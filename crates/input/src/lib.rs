//! Gamepad/keyboard input and axis shaping.

use std::time::{Duration, Instant};

use crossterm::event::{self, Event, KeyCode, KeyEvent, KeyEventKind};
use gilrs::{Axis, Button, Gilrs, GamepadId};
use thiserror::Error;
use tracing::{debug, info};
use types::Axes;

/// Stick input below this magnitude (after centering) is treated as zero,
/// so a controller that doesn't rest exactly at center doesn't creep.
pub const DEAD_ZONE: f64 = 0.08;
/// Exponent applied to throttle after the deadzone, for finer control near
/// center without sacrificing reach at full stick deflection.
pub const THROTTLE_EXPO: f64 = 2.0;
/// Exponent applied to steer after the deadzone.
pub const STEERING_EXPO: f64 = 1.5;
pub const THROTTLE_SENSITIVITY: f64 = 1.0;
pub const STEERING_SENSITIVITY: f64 = 0.4;
/// How much steering authority is given up as throttle approaches full
/// scale, so sharp turns at speed don't flip the robot.
pub const SPEED_STEERING_REDUCTION: f64 = 0.5;

#[derive(Error, Debug)]
pub enum InputError {
    #[error("no gamepad is connected")]
    NoGamepad,
    #[error("terminal input error: {0}")]
    Terminal(#[from] std::io::Error),
}

/// Applies the deadzone/expo/sensitivity/speed-attenuation pipeline to raw
/// stick input, producing [`Axes`] ready to hand to the differential mixer.
pub struct InputShaper;

impl InputShaper {
    pub fn shape(raw_throttle: f64, raw_steer: f64) -> Axes {
        let throttle = Self::expo(Self::deadzone(raw_throttle)) * THROTTLE_SENSITIVITY;
        let mut steer = Self::expo_steer(Self::deadzone(raw_steer)) * STEERING_SENSITIVITY;

        let attenuation = (1.0 - SPEED_STEERING_REDUCTION * throttle.abs()).max(0.0);
        steer *= attenuation;

        Axes {
            throttle: throttle.clamp(-1.0, 1.0),
            steer: steer.clamp(-1.0, 1.0),
        }
    }

    fn deadzone(v: f64) -> f64 {
        if v.abs() < DEAD_ZONE {
            0.0
        } else {
            v.signum() * (v.abs() - DEAD_ZONE) / (1.0 - DEAD_ZONE)
        }
    }

    fn expo(v: f64) -> f64 {
        v.signum() * v.abs().powf(THROTTLE_EXPO)
    }

    fn expo_steer(v: f64) -> f64 {
        v.signum() * v.abs().powf(STEERING_EXPO)
    }
}

/// Low-end deadzone applied to analog trigger values before they're
/// combined into throttle, so a trigger that doesn't rest at exactly zero
/// doesn't creep the robot forward.
const TRIGGER_DEAD_ZONE: f64 = 0.1;

/// Rescale an analog trigger already normalized to `[0.0, 1.0]` (released to
/// fully pressed), applying [`TRIGGER_DEAD_ZONE`] at the low end.
fn shape_trigger(value: f64) -> f64 {
    let value = value.clamp(0.0, 1.0);
    if value < TRIGGER_DEAD_ZONE {
        0.0
    } else {
        (value - TRIGGER_DEAD_ZONE) / (1.0 - TRIGGER_DEAD_ZONE)
    }
}

/// Raw, unshaped stick input read from whichever physical source is active.
#[derive(Debug, Clone, Copy, Default, PartialEq)]
pub struct RawAxes {
    pub throttle: f64,
    pub steer: f64,
}

/// One polled frame: raw axes plus edge-detected buttons a `CommandLoop`
/// might act on between drive ticks (profile/calibration/charging events).
/// Buttons are reported only on the tick they transition released→pressed,
/// so a held button doesn't fire its action every tick.
#[derive(Debug, Clone, Copy, Default, PartialEq)]
pub struct InputFrame {
    pub axes: RawAxes,
    /// Edge-triggered: toggle charging mode on the robot.
    pub charging_toggle_pressed: bool,
}

/// Reads a gamepad via `gilrs`. Throttle is the right trigger minus the
/// left trigger (both analog 0.0..=1.0), steer is the left stick's X axis.
/// `Start` is the charging-mode toggle, matching a typical dock/pause
/// button placement.
pub struct GamepadSource {
    gilrs: Gilrs,
    active: Option<GamepadId>,
}

impl GamepadSource {
    pub fn new() -> Result<Self, InputError> {
        let gilrs = Gilrs::new().map_err(|_| InputError::NoGamepad)?;
        let active = gilrs.gamepads().next().map(|(id, _)| id);
        if let Some(id) = active {
            info!(?id, "gamepad connected");
        }
        Ok(Self { gilrs, active })
    }

    /// Drain pending events (gilrs updates its cached gamepad state as a
    /// side effect) and read the active gamepad's current axes and any
    /// buttons pressed since the last poll.
    pub fn poll(&mut self) -> Result<InputFrame, InputError> {
        let mut charging_toggle_pressed = false;

        while let Some(event) = self.gilrs.next_event() {
            match event.event {
                gilrs::EventType::Connected => {
                    self.active.get_or_insert(event.id);
                    info!(id = ?event.id, "gamepad connected");
                }
                gilrs::EventType::Disconnected if Some(event.id) == self.active => {
                    info!(id = ?event.id, "gamepad disconnected");
                    self.active = None;
                }
                gilrs::EventType::ButtonPressed(Button::Start, _) if Some(event.id) == self.active => {
                    charging_toggle_pressed = true;
                }
                _ => {}
            }
        }

        let id = self.active.ok_or(InputError::NoGamepad)?;
        let gamepad = self.gilrs.gamepad(id);

        let steer = gamepad.value(Axis::LeftStickX) as f64;
        let forward = gamepad
            .button_data(Button::RightTrigger2)
            .map(|d| d.value() as f64)
            .unwrap_or(0.0);
        let reverse = gamepad
            .button_data(Button::LeftTrigger2)
            .map(|d| d.value() as f64)
            .unwrap_or(0.0);

        Ok(InputFrame {
            axes: RawAxes {
                throttle: shape_trigger(forward) - shape_trigger(reverse),
                steer,
            },
            charging_toggle_pressed,
        })
    }
}

/// How long a key is treated as "held" after its last press event, to
/// smooth over terminals that only report key-down and rely on OS
/// auto-repeat to simulate a hold.
const KEY_HOLD_WINDOW: Duration = Duration::from_millis(150);

/// Keyboard fallback for terminals without a connected gamepad. Arrow keys
/// and WASD both drive throttle/steer; `c` toggles charging mode.
#[derive(Default)]
pub struct KeyboardSource {
    up: Option<Instant>,
    down: Option<Instant>,
    left: Option<Instant>,
    right: Option<Instant>,
}

impl KeyboardSource {
    pub fn new() -> Self {
        Self::default()
    }

    pub fn poll(&mut self) -> Result<InputFrame, InputError> {
        let mut charging_toggle_pressed = false;

        while event::poll(Duration::ZERO)? {
            if let Event::Key(KeyEvent {
                code,
                kind: KeyEventKind::Press,
                ..
            }) = event::read()?
            {
                let now = Instant::now();
                match code {
                    KeyCode::Up | KeyCode::Char('w') => self.up = Some(now),
                    KeyCode::Down | KeyCode::Char('s') => self.down = Some(now),
                    KeyCode::Left | KeyCode::Char('a') => self.left = Some(now),
                    KeyCode::Right | KeyCode::Char('d') => self.right = Some(now),
                    KeyCode::Char('c') => charging_toggle_pressed = true,
                    _ => {}
                }
                debug!(?code, "key press");
            }
        }

        let held = |last: Option<Instant>| {
            last.is_some_and(|t| t.elapsed() < KEY_HOLD_WINDOW)
        };

        let throttle = match (held(self.up), held(self.down)) {
            (true, false) => 1.0,
            (false, true) => -1.0,
            _ => 0.0,
        };
        let steer = match (held(self.left), held(self.right)) {
            (true, false) => -1.0,
            (false, true) => 1.0,
            _ => 0.0,
        };

        Ok(InputFrame {
            axes: RawAxes { throttle, steer },
            charging_toggle_pressed,
        })
    }
}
◇ ◇ ◇ ◇
Reproduce the whole listing without changing anything.

Completed task –
filename crates/input/src/lib.rs
//! Gamepad/keyboard input and axis shaping.

use std::time::{Duration, Instant};

use crossterm::event::{self, Event, KeyCode, KeyEvent, KeyEventKind};
use gilrs::{Axis, Button, Gilrs, GamepadId};
use thiserror::Error;
use tracing::{debug, info};
use types::Axes;

/// Stick input below this magnitude (after centering) is treated as zero,
/// so a controller that doesn't rest exactly at center doesn't creep.
pub const DEAD_ZONE: f64 = 0.08;
/// Exponent applied to throttle after the deadzone, for finer control near
/// center without sacrificing reach at full stick deflection.
pub const THROTTLE_EXPO: f64 = 2.0;
/// Exponent applied to steer after the deadzone.
pub const STEERING_EXPO: f64 = 1.5;
pub const THROTTLE_SENSITIVITY: f64 = 1.0;
pub const STEERING_SENSITIVITY: f64 = 0.4;
/// How much steering authority is given up as throttle approaches full
/// scale, so sharp turns at speed don't flip the robot.
pub const SPEED_STEERING_REDUCTION: f64 = 0.5;

#[derive(Error, Debug)]
pub enum InputError {
    #[error("no gamepad is connected")]
    NoGamepad,
    #[error("terminal input error: {0}")]
    Terminal(#[from] std::io::Error),
}

/// Applies the deadzone/expo/sensitivity/speed-attenuation pipeline to raw
/// stick input, producing [`Axes`] ready to hand to the differential mixer.
pub struct InputShaper;

impl InputShaper {
    pub fn shape(raw_throttle: f64, raw_steer: f64) -> Axes {
        let throttle = Self::expo(Self::deadzone(raw_throttle)) * THROTTLE_SENSITIVITY;
        let mut steer = Self::expo_steer(Self::deadzone(raw_steer)) * STEERING_SENSITIVITY;

        let attenuation = (1.0 - SPEED_STEERING_REDUCTION * throttle.abs()).max(0.0);
        steer *= attenuation;

        Axes {
            throttle: throttle.clamp(-1.0, 1.0),
            steer: steer.clamp(-1.0, 1.0),
        }
    }

    fn deadzone(v: f64) -> f64 {
        if v.abs() < DEAD_ZONE {
            0.0
        } else {
            v.signum() * (v.abs() - DEAD_ZONE) / (1.0 - DEAD_ZONE)
        }
    }

    fn expo(v: f64) -> f64 {
        v.signum() * v.abs().powf(THROTTLE_EXPO)
    }

    fn expo_steer(v: f64) -> f64 {
        v.signum() * v.abs().powf(STEERING_EXPO)
    }
}

/// Low-end deadzone applied to analog trigger values before they're
/// combined into throttle, so a trigger that doesn't rest at exactly zero
/// doesn't creep the robot forward.
const TRIGGER_DEAD_ZONE: f64 = 0.1;

/// Rescale an analog trigger already normalized to `[0.0, 1.0]` (released to
/// fully pressed), applying [`TRIGGER_DEAD_ZONE`] at the low end.
fn shape_trigger(value: f64) -> f64 {
    let value = value.clamp(0.0, 1.0);
    if value < TRIGGER_DEAD_ZONE {
        0.0
    } else {
        (value - TRIGGER_DEAD_ZONE) / (1.0 - TRIGGER_DEAD_ZONE)
    }
}

/// Raw, unshaped stick input read from whichever physical source is active.
#[derive(Debug, Clone, Copy, Default, PartialEq)]
pub struct RawAxes {
    pub throttle: f64,
    pub steer: f64,
}

/// One polled frame: raw axes plus edge-detected buttons a `CommandLoop`
/// might act on between drive ticks (profile/calibration/charging events).
/// Buttons are reported only on the tick they transition released→pressed,
/// so a held button doesn't fire its action every tick.
#[derive(Debug, Clone, Copy, Default, PartialEq)]
pub struct InputFrame {
    pub axes: RawAxes,
    /// Edge-triggered: toggle charging mode on the robot.
    pub charging_toggle_pressed: bool,
}

/// Reads a gamepad via `gilrs`. Throttle is the right trigger minus the
/// left trigger (both analog 0.0..=1.0), steer is the left stick's X axis.
/// `Start` is the charging-mode toggle, matching a typical dock/pause
/// button placement.
pub struct GamepadSource {
    gilrs: Gilrs,
    active: Option<GamepadId>,
}

impl GamepadSource {
    pub fn new() -> Result<Self, InputError> {
        let gilrs = Gilrs::new().map_err(|_| InputError::NoGamepad)?;
        let active = gilrs.gamepads().next().map(|(id, _)| id);
        if let Some(id) = active {
            info!(?id, "gamepad connected");
        }
        Ok(Self { gilrs, active })
    }

    /// Drain pending events (gilrs updates its cached gamepad state as a
    /// side effect) and read the active gamepad's current axes and any
    /// buttons pressed since the last poll.
    pub fn poll(&mut self) -> Result<InputFrame, InputError> {
        let mut charging_toggle_pressed = false;

        while let Some(event) = self.gilrs.next_event() {
            match event.event {
                gilrs::EventType::Connected => {
                    self.active.get_or_insert(event.id);
                    info!(id = ?event.id, "gamepad connected");
                }
                gilrs::EventType::Disconnected if Some(event.id) == self.active => {
                    info!(id = ?event.id, "gamepad disconnected");
                    self.active = None;
                }
                gilrs::EventType::ButtonPressed(Button::Start, _) if Some(event.id) == self.active => {
                    charging_toggle_pressed = true;
                }
                _ => {}
            }
        }

        let id = self.active.ok_or(InputError::NoGamepad)?;
        let gamepad = self.gilrs.gamepad(id);

        let steer = gamepad.value(Axis::LeftStickX) as f64;
        let forward = gamepad
            .button_data(Button::RightTrigger2)
            .map(|d| d.value() as f64)
            .unwrap_or(0.0);
        let reverse = gamepad
            .button_data(Button::LeftTrigger2)
            .map(|d| d.value() as f64)
            .unwrap_or(0.0);

        Ok(InputFrame {
            axes: RawAxes {
                throttle: shape_trigger(forward) - shape_trigger(reverse),
                steer,
            },
            charging_toggle_pressed,
        })
    }
}

/// How long a key is treated as "held" after its last press event, to
/// smooth over terminals that only report key-down and rely on OS
/// auto-repeat to simulate a hold.
const KEY_HOLD_WINDOW: Duration = Duration::from_millis(150);

/// Keyboard fallback for terminals without a connected gamepad. Arrow keys
/// and WASD both drive throttle/steer; `c` toggles charging mode.
#[derive(Default)]
pub struct KeyboardSource {
    up: Option<Instant>,
    down: Option<Instant>,
    left: Option<Instant>,
    right: Option<Instant>,
}

impl KeyboardSource {
    pub fn new() -> Self {
        Self::default()
    }

    pub fn poll(&mut self) -> Result<InputFrame, InputError> {
        let mut charging_toggle_pressed = false;

        while event::poll(Duration::ZERO)? {
            if let Event::Key(KeyEvent {
                code,
                kind: KeyEventKind::Press,
                ..
            }) = event::read()?
            {
                let now = Instant::now();
                match code {
                    KeyCode::Up | KeyCode::Char('w') => self.up = Some(now),
                    KeyCode::Down | KeyCode::Char('s') => self.down = Some(now),
                    KeyCode::Left | KeyCode::Char('a') => self.left = Some(now),
                    KeyCode::Right | KeyCode::Char('d') => self.right = Some(now),
                    KeyCode::Char('c') => charging_toggle_pressed = true,
                    _ => {}
                }
                debug!(?code, "key press");
            }
        }

        let held = |last: Option<Instant>| {
            last.is_some_and(|t| t.elapsed() < KEY_HOLD_WINDOW)
        };

        let throttle = match (held(self.up), held(self.down)) {
            (true, false) => 1.0,
            (false, true) => -1.0,
            _ => 0.0,
        };
        let steer = match (held(self.left), held(self.right)) {
            (true, false) => -1.0,
            (false, true) => 1.0,
            _ => 0.0,
        };

        Ok(InputFrame {
            axes: RawAxes { throttle, steer },
            charging_toggle_pressed,
        })
    }
}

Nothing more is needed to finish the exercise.